Daichi Yamanaka

Personal information
- Born: 1 May 1990 (age 36) Kawakami, Japan
- Height: 5 ft 9 in (175 cm)
- Weight: 165 lb (75 kg)

Sport
- Country: Japan
- Sport: Speed skating

Achievements and titles
- Highest world ranking: 9 (500 m)

= Daichi Yamanaka =

Japanese speed skater (born 1990)

Daichi Yamanaka (山中 大地) (born 1 May 1990) is a Japanese speed skater.

Yamanaka competed at the 2014 Winter Olympics for Japan. In the 1000 metres he finished 36th overall.

Yamanaka competed at the 2018 Winter Olympics for Japan. In the 500 metres he finished 5th overall and in the 1000 metres he finished 24th overall.

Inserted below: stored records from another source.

//! symbpe CLI - Command-line interface for symbol-sequence BPE.
//!
//! This is the main entry point for the `symbpe` command-line tool.

mod commands;

use clap::{ArgAction, Parser, Subcommand};
use commands::{MetricsCommand, TrainCommand};

#[derive(Parser)]
#[command(name = "symbpe")]
#[command(about = "Learn BPE merges over transcription symbol sequences", long_about = None)]
#[command(version)]
struct Cli {
    /// Increase log verbosity (-v debug, -vv trace)
    #[arg(short, long, action = ArgAction::Count, global = true)]
    verbose: u8,

    #[command(subcommand)]
    command: Commands,
}

#[derive(Subcommand)]
enum Commands {
    /// Train BPE merges on a ground-truth file
    Train(TrainCommand),
    /// Compare a vocabulary's rank-frequency curve with a fitted model
    Metrics(MetricsCommand),
}

fn init_logging(verbose: u8) {
    let default_level = match verbose {
        0 => "info",
        1 => "debug",
        _ => "trace",
    };
    env_logger::Builder::from_env(env_logger::Env::default().default_filter_or(default_level))
        .format_timestamp(None)
        .init();
}

fn main() -> anyhow::Result<()> {
    let cli = Cli::parse();
    init_logging(cli.verbose);

    match cli.command {
        Commands::Train(cmd) => commands::train::run(cmd)?,
        Commands::Metrics(cmd) => commands::metrics::run(cmd)?,
    }

    Ok(())
}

Yamanaka made his World Cup debut in December 2012. As of September 2014, Yamanaka's top World Cup finish is 6th in a 1000 m B race at Nagano in 2012–13. His best overall finish in the World Cup is 50th, in the 1000 metres in 2012–13.

As of May 2018, Yamanaka's top World Cup finish is 2nd in a 500 m A race at Stavanger in 2017–18. His best overall finish in the World Cup is 9th, in the 2017–18 ISU Speed Skating World Cup – Men's 500 metres.